WH: Kim Jong Un behind massive WannaCry malware attack
White House homeland security adviser Tom Bossert said Tuesday that North Korean leader Kim Jong Un ordered the release of WannaCry, the malware attack that spread rapidly throughout hundreds of thousands of computers in 150 countries during a single week in May.
“We do not make this allegation lightly. We do this with evidence. We do so with partners,” Bossert said during a White House press conference.
Victims of WannaCry included the British National Health Service, which had to turn away patients during the attacks. Other severely impacted victims included government systems in India and Russia, FedEx and the Spanish telecom Telefónica.
On Monday evening, Bossert wrote an op-ed piece in The Wall Street Journal formally announcing the White House believed WannaCry was the work of North Korean actors.
At the press conference, Bossert said other nations, including the United Kingdom, Australia, Canada and Japan, as well as private sector partners, including Microsoft, had agreed with the United States assessment that North Korea was behind the attack.
Bossert said that the goal of the announcement was to “name and shame” the North Korean actors.
“I hope they stop acting badly online,” he said, adding “If they don’t, this president will act on behalf of the United States.”
He did not claim to know what shape that response would take, saying the Trump administration had tried “every lever short of starving the people of North Korea to death.”
Security researchers believe the group behind the WannaCry attack was a notorious North Korean hacking operation known as Lazarus.
The Lazarus group is best known for being suspected of hacking Sony Pictures in late 2014. Later, the group was tied to a series of digital bank heists utilizing the computer system banks use to request transfers, as well as other attacks. Most recently, Lazarus has been tied to phishing attempts on cryptocurrency exchanges.
U.S. intelligence publicly attributed the Sony attack to North Korea.
{mosads}Links between the Lazarus group and WannaCry were almost immediately discovered by security researchers, who found overlaps in computer code used in previous attacks, the use of extremely uncommon North Korean internet addresses, as well as early versions of WannaCry that were distributed using tools exclusive to the Lazarus team.
In June, The Washington Post reported that the National Security Agency (NSA) had attributed the WannaCry attacks to North Korea. But no public announcement was made until Monday night.
British officials publicly attributed WannaCry to North Korea in October.
Bossert said the delay in making the attribution was a sign of the cautious approach the White House took in coming to its final conclusion.

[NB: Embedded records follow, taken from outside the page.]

//! Order lifecycle: types, the global order book and the durable journal.

mod book;
mod journal;
mod order;

pub use book::{ConfirmationSink, OrderBook, OrderJournalEntry};
pub use journal::{Journal, JournalError, JournalRecord, JournalScan};
pub use order::{Confirmation, Contract, ExecTransType, OrdType, Order, OrderStatus, Side, Tif};
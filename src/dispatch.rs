//! Exchange-connectivity dispatch: the synchronous path from a validated
//! order intent to a broker adapter, and the inbound callback surface the
//! adapters drive from their I/O threads.

use crate::catalog::Catalog;
use crate::marketdata::MarketDataStore;
use crate::orderbook::{
    Confirmation, ExecTransType, OrdType, Order, OrderBook, OrderStatus,
};
use crate::risk::RiskGate;
use dashmap::DashMap;
use rand::Rng;
use std::collections::HashMap;
use std::sync::{Arc, OnceLock};
use std::time::Duration;
use tracing::{debug, info};

/// An exchange-connectivity adapter. `place`/`cancel` return an empty
/// string for accepted or a human-readable error; transport state is
/// surfaced through `connected`.
pub trait ExchangeAdapter: Send + Sync {
    fn name(&self) -> &str;
    fn connected(&self) -> bool;
    fn reconnect(&self) {}
    fn start(&self) {}
    fn place(&self, ord: &Order) -> String;
    fn cancel(&self, ord: &Order) -> String;
}

/// Routes validated orders to broker adapters and funnels their
/// confirmations back into the global order book.
pub struct ExchangeDispatch {
    catalog: Arc<Catalog>,
    book: Arc<OrderBook>,
    risk: Arc<RiskGate>,
    md: Arc<MarketDataStore>,
    adapters: DashMap<String, Arc<dyn ExchangeAdapter>>,
    // Timer pool for the randomized cancel-retry backoff; absent in
    // minimal test wiring, in which case breached cancels are not retried.
    runtime: OnceLock<tokio::runtime::Handle>,
}

impl ExchangeDispatch {
    pub fn new(
        catalog: Arc<Catalog>,
        book: Arc<OrderBook>,
        risk: Arc<RiskGate>,
        md: Arc<MarketDataStore>,
    ) -> Self {
        Self {
            catalog,
            book,
            risk,
            md,
            adapters: DashMap::new(),
            runtime: OnceLock::new(),
        }
    }

    /// Attach the shared timer pool used for cancel-retry scheduling.
    pub fn set_runtime(&self, handle: tokio::runtime::Handle) {
        let _ = self.runtime.set(handle);
    }

    pub fn add_adapter(&self, adapter: Arc<dyn ExchangeAdapter>) {
        info!("exchange connectivity adapter {} registered", adapter.name());
        self.adapters.insert(adapter.name().to_string(), adapter);
    }

    pub fn adapter(&self, name: &str) -> Option<Arc<dyn ExchangeAdapter>> {
        self.adapters.get(name).map(|a| a.clone())
    }

    pub fn adapters(&self) -> Vec<Arc<dyn ExchangeAdapter>> {
        self.adapters.iter().map(|a| a.value().clone()).collect()
    }

    fn reject(&self, order_id: u32, text: &str) {
        self.book
            .handle(Confirmation::status(order_id, OrderStatus::RiskRejected, text, 0));
    }

    /// Submit a new order. On success returns the allocated order id; every
    /// failure surfaces as a terminal `risk_rejected` confirmation and an
    /// `Err` with the same text.
    pub fn place(&self, mut ord: Order) -> Result<u32, String> {
        if ord.qty() <= 0.0 {
            return Err("Invalid order quantity".to_string());
        }
        if ord.ord_type() == OrdType::Cx {
            return Err("Cross orders are routed internally".to_string());
        }
        let sec = self
            .catalog
            .security(ord.security_id())
            .ok_or_else(|| "Unknown security".to_string())?;
        let sub = self
            .catalog
            .sub_account(ord.sub_account_id())
            .ok_or_else(|| "Unknown sub account".to_string())?;
        let user = self
            .catalog
            .user(ord.user_id)
            .ok_or_else(|| "Unknown user".to_string())?;

        ord.id = self.book.new_order_id();
        ord.status = OrderStatus::Unknown;
        self.book.insert(ord.clone());

        if !user.has_sub_account(sub.id) {
            let text = format!("Not permissioned to trade with sub account: {}", sub.name);
            self.reject(ord.id, &text);
            return Err(text);
        }
        let Some(broker_id) = sub.broker_account_for(sec.exchange_id) else {
            let exchange = self
                .catalog
                .exchange(sec.exchange_id)
                .map(|e| e.name.clone())
                .unwrap_or_else(|| sec.exchange_id.to_string());
            let text = format!("Not permissioned to trade on exchange: {exchange}");
            self.reject(ord.id, &text);
            return Err(text);
        };
        ord.broker_account_id = broker_id;

        if ord.ord_type() == OrdType::Otc {
            ord.leaves_qty = ord.qty();
            ord.tm = crate::utils::now_micros();
            self.book.insert(ord.clone());
            self.book.handle(Confirmation::status(
                ord.id,
                OrderStatus::UnconfirmedNew,
                "",
                ord.tm,
            ));
            self.book.handle(Confirmation::fill(
                ord.id,
                ord.qty(),
                ord.price(),
                format!("OTC-{}", ord.id),
                ExecTransType::New,
                0,
            ));
            return Ok(ord.id);
        }

        let broker = self
            .catalog
            .broker_account(broker_id)
            .ok_or_else(|| "Unknown broker account".to_string())?;
        let adapter = match self.check_adapter(&broker.adapter_name) {
            Ok(a) => a,
            Err(text) => {
                self.reject(ord.id, &text);
                return Err(text);
            }
        };

        if matches!(ord.ord_type(), OrdType::Market | OrdType::Stop) {
            if ord.price() <= 0.0 {
                ord.contract.price = self.md.current_price(&sec);
                if ord.price() <= 0.0 {
                    let text = "Can not find last price for this security".to_string();
                    self.reject(ord.id, &text);
                    return Err(text);
                }
            }
        } else if ord.price() <= 0.0 {
            let text = "Price can not be empty for limit order".to_string();
            self.reject(ord.id, &text);
            return Err(text);
        }

        if let Err(text) = self.risk.check(&ord) {
            self.reject(ord.id, &text);
            return Err(text);
        }

        ord.leaves_qty = ord.qty();
        ord.tm = crate::utils::now_micros();
        self.book.insert(ord.clone());
        self.book.handle(Confirmation::status(
            ord.id,
            OrderStatus::UnconfirmedNew,
            "",
            ord.tm,
        ));
        let err = adapter.place(&ord);
        if !err.is_empty() {
            self.reject(ord.id, &err);
            return Err(err);
        }
        self.update_throttles(&ord);
        Ok(ord.id)
    }

    /// Submit a cancel for a live order: a new order mirroring the original
    /// with `orig_id` set, running only the reduced message-rate risk path.
    pub fn cancel(self: &Arc<Self>, orig: &Order) -> Result<u32, String> {
        if !orig.is_live() {
            return Err("Order is not live".to_string());
        }
        let mut cancel_ord = orig.clone();
        cancel_ord.id = self.book.new_order_id();
        cancel_ord.orig_id = orig.id;
        cancel_ord.status = OrderStatus::Unknown;
        cancel_ord.cum_qty = 0.0;
        cancel_ord.avg_px = 0.0;
        cancel_ord.leaves_qty = 0.0;
        cancel_ord.tm = crate::utils::now_micros();
        self.book.insert(cancel_ord.clone());
        self.cancel_attempt(cancel_ord)
    }

    fn cancel_attempt(self: &Arc<Self>, mut ord: Order) -> Result<u32, String> {
        ord.tm = crate::utils::now_micros();
        if let Err(text) = self.risk.check_msg_rate(&ord) {
            self.reject(ord.id, &text);
            // Randomized 1-2 s backoff; correctness relies on eventual
            // drain, not on a retry cap.
            if let Some(handle) = self.runtime.get() {
                let this = self.clone();
                let delay = rand::thread_rng().gen_range(1000..2000);
                handle.spawn(async move {
                    tokio::time::sleep(Duration::from_millis(delay)).await;
                    let _ = this.cancel_attempt(ord);
                });
            } else {
                debug!("no timer pool attached, cancel {} not retried", ord.id);
            }
            return Err(text);
        }
        let broker = self
            .catalog
            .broker_account(ord.broker_account_id)
            .ok_or_else(|| "Unknown broker account".to_string())?;
        let adapter = match self.check_adapter(&broker.adapter_name) {
            Ok(a) => a,
            Err(text) => {
                self.reject(ord.id, &text);
                return Err(text);
            }
        };
        self.book.handle(Confirmation::status(
            ord.id,
            OrderStatus::UnconfirmedCancel,
            "",
            ord.tm,
        ));
        let err = adapter.cancel(&ord);
        if !err.is_empty() {
            self.reject(ord.id, &err);
            return Err(err);
        }
        self.update_throttles(&ord);
        Ok(ord.id)
    }

    /// Cancel every live order (graceful shutdown).
    pub fn cancel_all(self: &Arc<Self>) {
        for ord in self.book.live_orders() {
            if let Err(e) = self.cancel(&ord) {
                debug!("cancel-all: order {}: {e}", ord.id);
            }
        }
    }

    fn check_adapter(&self, name: &str) -> Result<Arc<dyn ExchangeAdapter>, String> {
        let Some(adapter) = self.adapter(name) else {
            return Err(format!(
                "Exchange connectivity adapter '{name}' is not started"
            ));
        };
        if !adapter.connected() {
            return Err(format!(
                "Exchange connectivity adapter '{name}' is disconnected"
            ));
        }
        Ok(adapter)
    }

    fn update_throttles(&self, ord: &Order) {
        let now = crate::utils::now_secs();
        if let Some(acc) = self.catalog.sub_account(ord.sub_account_id()) {
            acc.base.update_throttle(ord.security_id(), now);
        }
        if let Some(acc) = self.catalog.broker_account(ord.broker_account_id) {
            acc.base.update_throttle(ord.security_id(), now);
        }
        if let Some(user) = self.catalog.user(ord.user_id) {
            user.base.update_throttle(ord.security_id(), now);
        }
    }

    // ── Inbound surface, driven from adapter I/O threads ───────────────────

    /// Resolve the order a cancel-side callback targets: explicit orig id,
    /// else the referenced order's original, else the order itself.
    fn resolve_orig(&self, id: u32, orig_id: u32) -> Option<u32> {
        if orig_id != 0 {
            return Some(orig_id);
        }
        let ord = self.book.get(id)?;
        Some(if ord.orig_id != 0 { ord.orig_id } else { ord.id })
    }

    fn handle_status(&self, id: u32, exec_type: OrderStatus, desc: &str, text: &str, tm: i64) {
        if self.book.get(id).is_none() {
            debug!("unknown ClOrdId of {desc} confirmation: {id}, ignored");
            return;
        }
        self.book
            .handle(Confirmation::status(id, exec_type, text, tm));
    }

    pub fn handle_new(&self, id: u32, venue_order_id: &str, transaction_time: i64) {
        self.handle_status(id, OrderStatus::New, "new", venue_order_id, transaction_time);
    }

    pub fn handle_suspended(&self, id: u32, venue_order_id: &str, transaction_time: i64) {
        self.handle_status(
            id,
            OrderStatus::Suspended,
            "suspended",
            venue_order_id,
            transaction_time,
        );
    }

    pub fn handle_pending_new(&self, id: u32, text: &str, transaction_time: i64) {
        self.handle_status(id, OrderStatus::PendingNew, "pending new", text, transaction_time);
    }

    /// Fill callback with duplicate suppression and payload validation.
    pub fn handle_fill(
        &self,
        id: u32,
        qty: f64,
        price: f64,
        exec_id: &str,
        transaction_time: i64,
        is_partial: bool,
        exec_trans_type: ExecTransType,
        misc: Option<HashMap<String, String>>,
    ) {
        if self.book.is_dup_exec_id(id, exec_id) {
            debug!("duplicate exec id: {exec_id}, ignored");
            return;
        }
        if self.book.get(id).is_none() {
            debug!("unknown ClOrdId of fill confirmation: {id}, ignored");
            return;
        }
        if qty <= 0.0 || price <= 0.0 {
            debug!("invalid fill confirmation: {id}, qty={qty}, price={price}, ignored");
            return;
        }
        let mut cm = Confirmation::fill(id, qty, price, exec_id, exec_trans_type, transaction_time);
        if is_partial {
            cm.exec_type = OrderStatus::PartiallyFilled;
        }
        cm.misc = misc;
        self.book.handle(cm);
    }

    /// Synthetic fill entry for the internal cross engine (already knows
    /// the resting order id; exec ids still deduplicate).
    pub fn handle_filled(&self, order_id: u32, qty: f64, price: f64, exec_id: &str) {
        if self.book.is_dup_exec_id(order_id, exec_id) {
            debug!("duplicate exec id: {exec_id}, ignored");
            return;
        }
        self.book.handle(Confirmation::fill(
            order_id,
            qty,
            price,
            exec_id,
            ExecTransType::New,
            0,
        ));
    }

    pub fn handle_canceled(&self, id: u32, orig_id: u32, text: &str, transaction_time: i64) {
        let Some(target) = self.resolve_orig(id, orig_id) else {
            debug!("unknown ClOrdId of canceled confirmation: {id}, ignored");
            return;
        };
        self.handle_status(target, OrderStatus::Canceled, "canceled", text, transaction_time);
    }

    pub fn handle_new_rejected(&self, id: u32, text: &str, transaction_time: i64) {
        self.handle_status(id, OrderStatus::Rejected, "rejected", text, transaction_time);
    }

    pub fn handle_cancel_rejected(&self, id: u32, orig_id: u32, text: &str, transaction_time: i64) {
        let Some(target) = self.resolve_orig(id, orig_id) else {
            debug!("unknown ClOrdId of cancel rejected confirmation: {id}, ignored");
            return;
        };
        self.handle_status(
            target,
            OrderStatus::CancelRejected,
            "cancel rejected",
            text,
            transaction_time,
        );
    }

    pub fn handle_pending_cancel(&self, id: u32, orig_id: u32, transaction_time: i64) {
        let Some(target) = self.resolve_orig(id, orig_id) else {
            debug!("unknown ClOrdId of pending cancel confirmation: {id}, ignored");
            return;
        };
        self.handle_status(
            target,
            OrderStatus::PendingCancel,
            "pending cancel",
            "",
            transaction_time,
        );
    }

    /// Expired, done-for-day, calculated and other venue-driven statuses.
    pub fn handle_others(&self, id: u32, exec_type: OrderStatus, text: &str, transaction_time: i64) {
        self.handle_status(id, exec_type, "status", text, transaction_time);
    }
}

“If we had gotten it wrong, it would be more a damage to our national security than a boon to do it quickly,” said Bossert.
He said that the U.S. had intelligence pointing to Kim Jong Un’s command to release the malware.
WannaCry initially appeared to be ransomware, malware that encrypts files on a system and charges users a bounty to unlock them. But coding and strategic errors made it impossible for victims paying a ransom to retrieve the encrypted files.
Some experts passed this off as mistakes. Others believed it was an intentional attempt to cause havoc. Bossert hinted the White House stood in the latter camp.
“They didn’t want to get a lot of money out of it. If they did, they would open computers once people paid,” he said.
WannaCry was a particularly virulent attack because it used exposed vulnerabilities in old and unpatched Windows systems. Those vulnerabilities are believed to have been discovered and used by the NSA in intelligence operations before being stolen and leaked by a group known as the ShadowBrokers.
Though the NSA has not confirmed the vulnerabilities were theirs, the Trump administration has since taken several steps to add more transparency to the process that determines which hacking tools the government is allowed to keep secret.
Reporters pressed Bossert on the reason President Trump would be willing to accept an attribution of WannaCry to North Korea, but hesitant to accept the attribution of the Democratic National Committee hack to Russia.
Bossert said the White House “stood with a good record” on accepting and responding to Russia. He noted the administration’s recent ban on Moscow-based Kaspersky Lab’s software and the president extending some of the Obama administration’s actions against Russia.
Homeland Security Assistant Secretary for the Office of Cybersecurity and Communications Jeanette Manfra said at the press conference that the attribution should serve as a call to private sector companies to collaborate with the government on security matters. She specifically praised Facebook and Microsoft for their work in countering North Korean operations.
Last week, Facebook deleted several accounts used by the Lazarus group in attacks, work the company said it did in conjunction with Microsoft and other private partners.
“Facebook has a long-standing commitment to security, and we continue to invest in efforts to protect people from cyber threats and keep our platform safe,” the company said in a statement.
“Our adversaries are not distinguishing between public and private. So neither should we,” she said.